■ **EXERCISE**:
Whichever lines include the word "instrument", copy them as they appear in the data.

■ **SOURCE DATA**:
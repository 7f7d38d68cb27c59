//! Header-driven confirmation tracking.
//!
//! Each new header either triggers a receipt lookup (while the transaction
//! is not yet mined) or adds one confirmation (once it is). The run ends as
//! `Confirmed`, `Failed`, `TimedOut` or `Cancelled`, and the header
//! subscription is released before the outcome reaches the caller.
//!
//! Confirmations are counted per header without re-fetching the receipt, so
//! a reorg that drops the including block goes unnoticed.

use crate::handle::{cancelled, Emitter};
use crate::module::ModuleContext;
use crate::receipt::ReceiptFetcher;
use crate::validator::TransactionReceiptValidator;
use crate::watcher::NewHeadsWatcher;
use crate::MethodError;
use tracing::instrument;
use txflow_transport::RpcError;
use txflow_types::{truncate_id, TransactionReceipt, B256};

#[derive(Debug, Clone, Copy, PartialEq, Eq)]
pub enum ConfirmationStatus {
	Watching,
	Confirmed,
	TimedOut,
	Failed,
	Cancelled,
}

impl ConfirmationStatus {
	pub fn is_terminal(&self) -> bool {
		!matches!(self, ConfirmationStatus::Watching)
	}
}

/// Progress of one workflow run.
#[derive(Debug, Clone, PartialEq)]
pub struct ConfirmationState {
	receipt: Option<TransactionReceipt>,
	confirmations: u64,
	target: u64,
	blocks_waited: u64,
	block_timeout: u64,
	status: ConfirmationStatus,
}

impl ConfirmationState {
	pub fn new(target: u64, block_timeout: u64) -> Self {
		Self {
			receipt: None,
			confirmations: 0,
			target,
			blocks_waited: 0,
			block_timeout,
			status: ConfirmationStatus::Watching,
		}
	}

	pub fn receipt(&self) -> Option<&TransactionReceipt> {
		self.receipt.as_ref()
	}

	pub fn confirmations(&self) -> u64 {
		self.confirmations
	}

	pub fn blocks_waited(&self) -> u64 {
		self.blocks_waited
	}

	pub fn status(&self) -> ConfirmationStatus {
		self.status
	}

	/// A header arrived and the transaction is still not mined.
	pub fn record_missing_receipt(&mut self) -> ConfirmationStatus {
		self.blocks_waited += 1;
		if self.blocks_waited >= self.block_timeout {
			self.status = ConfirmationStatus::TimedOut;
		}
		self.status
	}

	/// A valid receipt was found. A zero target confirms immediately.
	pub fn record_receipt(&mut self, receipt: TransactionReceipt) -> ConfirmationStatus {
		self.receipt = Some(receipt);
		if self.target == 0 {
			self.status = ConfirmationStatus::Confirmed;
		}
		self.status
	}

	/// A header arrived on top of the including block.
	pub fn record_confirmation(&mut self) -> ConfirmationStatus {
		self.confirmations += 1;
		if self.confirmations >= self.target {
			self.status = ConfirmationStatus::Confirmed;
		}
		self.status
	}

	fn finish(&mut self, status: ConfirmationStatus) {
		self.status = status;
	}
}

/// Watches heads, fetches and validates the receipt, and counts
/// confirmations for one transaction at a time per call.
#[derive(Debug)]
pub struct TransactionConfirmationWorkflow {
	validator: TransactionReceiptValidator,
	watcher: NewHeadsWatcher,
	receipt_fetcher: ReceiptFetcher,
}

impl TransactionConfirmationWorkflow {
	pub fn new(
		validator: TransactionReceiptValidator,
		watcher: NewHeadsWatcher,
		receipt_fetcher: ReceiptFetcher,
	) -> Self {
		Self {
			validator,
			watcher,
			receipt_fetcher,
		}
	}

	/// Tracks `hash` and delivers the outcome through `emitter`.
	#[instrument(skip_all, fields(tx_hash = %truncate_id(&hash.to_string())))]
	pub(crate) async fn execute(
		&self,
		module: &ModuleContext,
		hash: B256,
		gas_provided: Option<u64>,
		emitter: Emitter,
	) -> ConfirmationState {
		let options = module.options();
		let mut state = ConfirmationState::new(options.confirmation_blocks, options.block_timeout);

		let mut heads = match self.watcher.watch(module).await {
			Ok(heads) => heads,
			Err(e) => {
				tracing::warn!(error = %e, "Could not watch new heads");
				state.finish(ConfirmationStatus::Failed);
				emitter.reject(e);
				return state;
			}
		};
		let mut cancel = emitter.cancel_signal();

		loop {
			let header = tokio::select! {
				biased;
				_ = cancelled(&mut cancel) => {
					tracing::info!("Transaction tracking cancelled");
					heads.unsubscribe().await;
					state.finish(ConfirmationStatus::Cancelled);
					emitter.reject(MethodError::Cancelled);
					return state;
				}
				header = heads.next() => header,
			};

			let Some(header) = header else {
				heads.unsubscribe().await;
				state.finish(ConfirmationStatus::Failed);
				emitter.reject(MethodError::Rpc(RpcError::transport(
					"Block header subscription closed",
				)));
				return state;
			};
			tracing::debug!(block = header.number, "New head");

			if let Some(receipt) = state.receipt().cloned() {
				let status = state.record_confirmation();
				tracing::debug!(confirmations = state.confirmations(), "Confirmation");
				emitter.confirmation(state.confirmations(), receipt.clone());
				if status == ConfirmationStatus::Confirmed {
					tracing::info!(confirmations = state.confirmations(), "Transaction confirmed");
					heads.unsubscribe().await;
					emitter.resolve(receipt);
					return state;
				}
				continue;
			}

			match self.receipt_fetcher.fetch(module, hash).await {
				Err(e) => {
					tracing::warn!(error = %e, "Receipt lookup failed");
					heads.unsubscribe().await;
					state.finish(ConfirmationStatus::Failed);
					emitter.reject(e);
					return state;
				}
				Ok(None) => {
					if state.record_missing_receipt() == ConfirmationStatus::TimedOut {
						tracing::warn!(blocks = state.blocks_waited(), "Transaction not mined in time");
						heads.unsubscribe().await;
						emitter.reject(MethodError::Timeout {
							blocks: options.block_timeout,
						});
						return state;
					}
				}
				Ok(Some(receipt)) => {
					if let Err(e) = self.validator.validate(&receipt, gas_provided) {
						tracing::warn!(error = %e, "Transaction failed");
						heads.unsubscribe().await;
						state.finish(ConfirmationStatus::Failed);
						emitter.reject(e);
						return state;
					}
					tracing::info!(block = ?receipt.block_number, "Transaction mined");
					if state.record_receipt(receipt.clone()) == ConfirmationStatus::Confirmed {
						heads.unsubscribe().await;
						emitter.resolve(receipt);
						return state;
					}
				}
			}
		}
	}
}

■ **WRITTEN REPLY**:
use tracing::instrument;
	#[instrument(skip_all, fields(tx_hash = %truncate_id(&hash.to_string())))]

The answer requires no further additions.